What is expected -> Check each line of the entries for "IntoResponse" and report the ones that have it.

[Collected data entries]
################

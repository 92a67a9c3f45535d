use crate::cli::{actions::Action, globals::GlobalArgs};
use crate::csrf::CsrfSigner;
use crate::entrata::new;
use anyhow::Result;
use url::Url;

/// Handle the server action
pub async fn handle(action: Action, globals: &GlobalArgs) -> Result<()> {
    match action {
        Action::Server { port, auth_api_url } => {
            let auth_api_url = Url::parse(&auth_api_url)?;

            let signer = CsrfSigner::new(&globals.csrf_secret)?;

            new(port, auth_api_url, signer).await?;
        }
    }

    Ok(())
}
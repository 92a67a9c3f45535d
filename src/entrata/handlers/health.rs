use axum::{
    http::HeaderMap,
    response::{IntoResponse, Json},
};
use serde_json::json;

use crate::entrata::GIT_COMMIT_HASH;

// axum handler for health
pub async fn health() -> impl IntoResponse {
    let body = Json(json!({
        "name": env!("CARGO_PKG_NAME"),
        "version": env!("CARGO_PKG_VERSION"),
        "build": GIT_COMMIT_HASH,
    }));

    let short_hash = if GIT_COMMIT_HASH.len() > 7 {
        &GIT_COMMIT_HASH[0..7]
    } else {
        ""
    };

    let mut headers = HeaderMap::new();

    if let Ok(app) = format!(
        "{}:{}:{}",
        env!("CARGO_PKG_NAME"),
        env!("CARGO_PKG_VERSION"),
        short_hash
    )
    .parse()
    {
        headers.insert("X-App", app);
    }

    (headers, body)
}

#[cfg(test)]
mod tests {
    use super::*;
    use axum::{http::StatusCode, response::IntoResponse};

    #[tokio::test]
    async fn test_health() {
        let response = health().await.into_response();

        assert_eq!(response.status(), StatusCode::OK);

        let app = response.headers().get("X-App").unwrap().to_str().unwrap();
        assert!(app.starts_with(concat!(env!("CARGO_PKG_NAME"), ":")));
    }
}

################

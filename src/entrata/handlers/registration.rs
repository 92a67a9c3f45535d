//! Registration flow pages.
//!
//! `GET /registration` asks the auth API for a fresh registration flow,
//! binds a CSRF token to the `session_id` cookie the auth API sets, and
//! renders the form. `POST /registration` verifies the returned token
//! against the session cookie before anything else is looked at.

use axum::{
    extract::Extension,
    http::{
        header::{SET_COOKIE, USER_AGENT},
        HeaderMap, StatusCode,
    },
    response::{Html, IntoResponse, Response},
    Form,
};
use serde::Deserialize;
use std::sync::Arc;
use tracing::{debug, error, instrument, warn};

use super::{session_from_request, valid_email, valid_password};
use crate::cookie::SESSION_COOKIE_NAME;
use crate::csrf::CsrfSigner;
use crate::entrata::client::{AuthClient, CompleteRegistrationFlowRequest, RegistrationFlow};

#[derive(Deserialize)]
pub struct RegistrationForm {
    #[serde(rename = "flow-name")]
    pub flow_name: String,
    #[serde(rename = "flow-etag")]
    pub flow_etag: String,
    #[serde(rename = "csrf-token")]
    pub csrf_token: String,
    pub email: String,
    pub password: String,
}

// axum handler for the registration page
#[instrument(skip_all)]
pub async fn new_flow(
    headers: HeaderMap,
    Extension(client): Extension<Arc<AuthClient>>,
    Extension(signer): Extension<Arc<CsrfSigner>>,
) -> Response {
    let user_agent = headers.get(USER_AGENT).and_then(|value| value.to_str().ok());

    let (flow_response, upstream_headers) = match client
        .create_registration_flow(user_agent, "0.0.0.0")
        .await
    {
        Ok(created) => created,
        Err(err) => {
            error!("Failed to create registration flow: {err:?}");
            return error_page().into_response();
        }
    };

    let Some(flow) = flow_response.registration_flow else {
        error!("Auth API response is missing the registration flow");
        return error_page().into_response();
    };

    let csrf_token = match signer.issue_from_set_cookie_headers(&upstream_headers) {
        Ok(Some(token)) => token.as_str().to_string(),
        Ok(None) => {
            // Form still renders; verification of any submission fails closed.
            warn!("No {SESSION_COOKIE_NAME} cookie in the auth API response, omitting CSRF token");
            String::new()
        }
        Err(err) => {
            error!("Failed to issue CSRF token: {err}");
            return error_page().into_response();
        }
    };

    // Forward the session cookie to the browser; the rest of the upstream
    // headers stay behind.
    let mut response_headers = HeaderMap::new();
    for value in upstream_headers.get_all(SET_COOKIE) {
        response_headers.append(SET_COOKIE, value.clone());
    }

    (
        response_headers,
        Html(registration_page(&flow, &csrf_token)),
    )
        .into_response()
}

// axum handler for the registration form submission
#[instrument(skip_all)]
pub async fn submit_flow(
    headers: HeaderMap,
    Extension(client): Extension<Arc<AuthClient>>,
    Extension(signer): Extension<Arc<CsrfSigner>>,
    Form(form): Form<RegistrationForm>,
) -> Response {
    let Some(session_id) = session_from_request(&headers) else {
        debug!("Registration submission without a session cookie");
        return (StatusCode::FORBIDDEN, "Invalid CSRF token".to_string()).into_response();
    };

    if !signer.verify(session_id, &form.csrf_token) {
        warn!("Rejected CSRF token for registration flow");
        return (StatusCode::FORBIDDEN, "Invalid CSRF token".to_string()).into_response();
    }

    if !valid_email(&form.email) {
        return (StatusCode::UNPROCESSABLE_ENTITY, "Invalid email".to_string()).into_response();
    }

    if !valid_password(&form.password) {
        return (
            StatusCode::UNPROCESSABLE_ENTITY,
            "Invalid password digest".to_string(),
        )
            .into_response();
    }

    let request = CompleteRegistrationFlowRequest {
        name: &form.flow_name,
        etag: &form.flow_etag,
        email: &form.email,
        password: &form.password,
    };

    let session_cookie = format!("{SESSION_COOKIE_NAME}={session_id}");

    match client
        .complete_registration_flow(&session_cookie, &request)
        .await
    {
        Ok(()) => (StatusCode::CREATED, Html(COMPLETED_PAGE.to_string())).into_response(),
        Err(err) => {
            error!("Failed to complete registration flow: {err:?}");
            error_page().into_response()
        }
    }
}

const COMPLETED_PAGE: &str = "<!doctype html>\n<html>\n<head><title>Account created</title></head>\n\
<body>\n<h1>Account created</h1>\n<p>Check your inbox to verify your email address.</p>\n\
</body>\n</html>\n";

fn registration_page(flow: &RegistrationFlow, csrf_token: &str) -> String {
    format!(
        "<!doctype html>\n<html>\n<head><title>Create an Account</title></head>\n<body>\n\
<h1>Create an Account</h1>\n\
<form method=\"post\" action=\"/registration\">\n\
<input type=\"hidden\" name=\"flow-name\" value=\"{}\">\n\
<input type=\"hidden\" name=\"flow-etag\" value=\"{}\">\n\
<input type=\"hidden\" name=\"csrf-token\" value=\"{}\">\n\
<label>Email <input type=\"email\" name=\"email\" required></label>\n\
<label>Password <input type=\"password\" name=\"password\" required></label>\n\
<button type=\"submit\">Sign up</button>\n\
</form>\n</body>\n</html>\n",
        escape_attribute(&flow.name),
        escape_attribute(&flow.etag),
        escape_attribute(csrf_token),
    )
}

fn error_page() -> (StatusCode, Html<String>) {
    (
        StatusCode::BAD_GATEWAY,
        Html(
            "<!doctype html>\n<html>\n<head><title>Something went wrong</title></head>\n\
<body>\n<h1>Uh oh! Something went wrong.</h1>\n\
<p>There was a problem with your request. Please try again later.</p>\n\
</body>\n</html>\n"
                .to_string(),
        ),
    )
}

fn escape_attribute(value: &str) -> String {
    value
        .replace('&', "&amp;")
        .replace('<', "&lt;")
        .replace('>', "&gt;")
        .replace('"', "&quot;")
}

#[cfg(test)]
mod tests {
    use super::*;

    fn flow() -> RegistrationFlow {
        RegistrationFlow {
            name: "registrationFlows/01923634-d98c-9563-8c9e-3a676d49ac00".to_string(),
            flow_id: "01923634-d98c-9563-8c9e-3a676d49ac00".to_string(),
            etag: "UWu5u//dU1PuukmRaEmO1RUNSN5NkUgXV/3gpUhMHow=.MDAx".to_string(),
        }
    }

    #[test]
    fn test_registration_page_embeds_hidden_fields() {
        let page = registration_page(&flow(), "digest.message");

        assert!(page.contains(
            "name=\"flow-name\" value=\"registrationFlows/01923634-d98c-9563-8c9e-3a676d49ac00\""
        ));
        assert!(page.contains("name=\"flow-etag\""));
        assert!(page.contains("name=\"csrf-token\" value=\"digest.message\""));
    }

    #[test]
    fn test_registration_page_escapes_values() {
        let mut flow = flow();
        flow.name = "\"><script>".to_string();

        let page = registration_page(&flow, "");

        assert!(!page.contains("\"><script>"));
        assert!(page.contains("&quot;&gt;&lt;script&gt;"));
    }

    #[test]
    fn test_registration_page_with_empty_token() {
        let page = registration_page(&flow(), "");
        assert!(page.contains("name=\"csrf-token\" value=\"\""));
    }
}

################

Your solution ->
    response::{IntoResponse, Json},
pub async fn health() -> impl IntoResponse {
    use axum::{http::StatusCode, response::IntoResponse};
    response::{Html, IntoResponse, Response},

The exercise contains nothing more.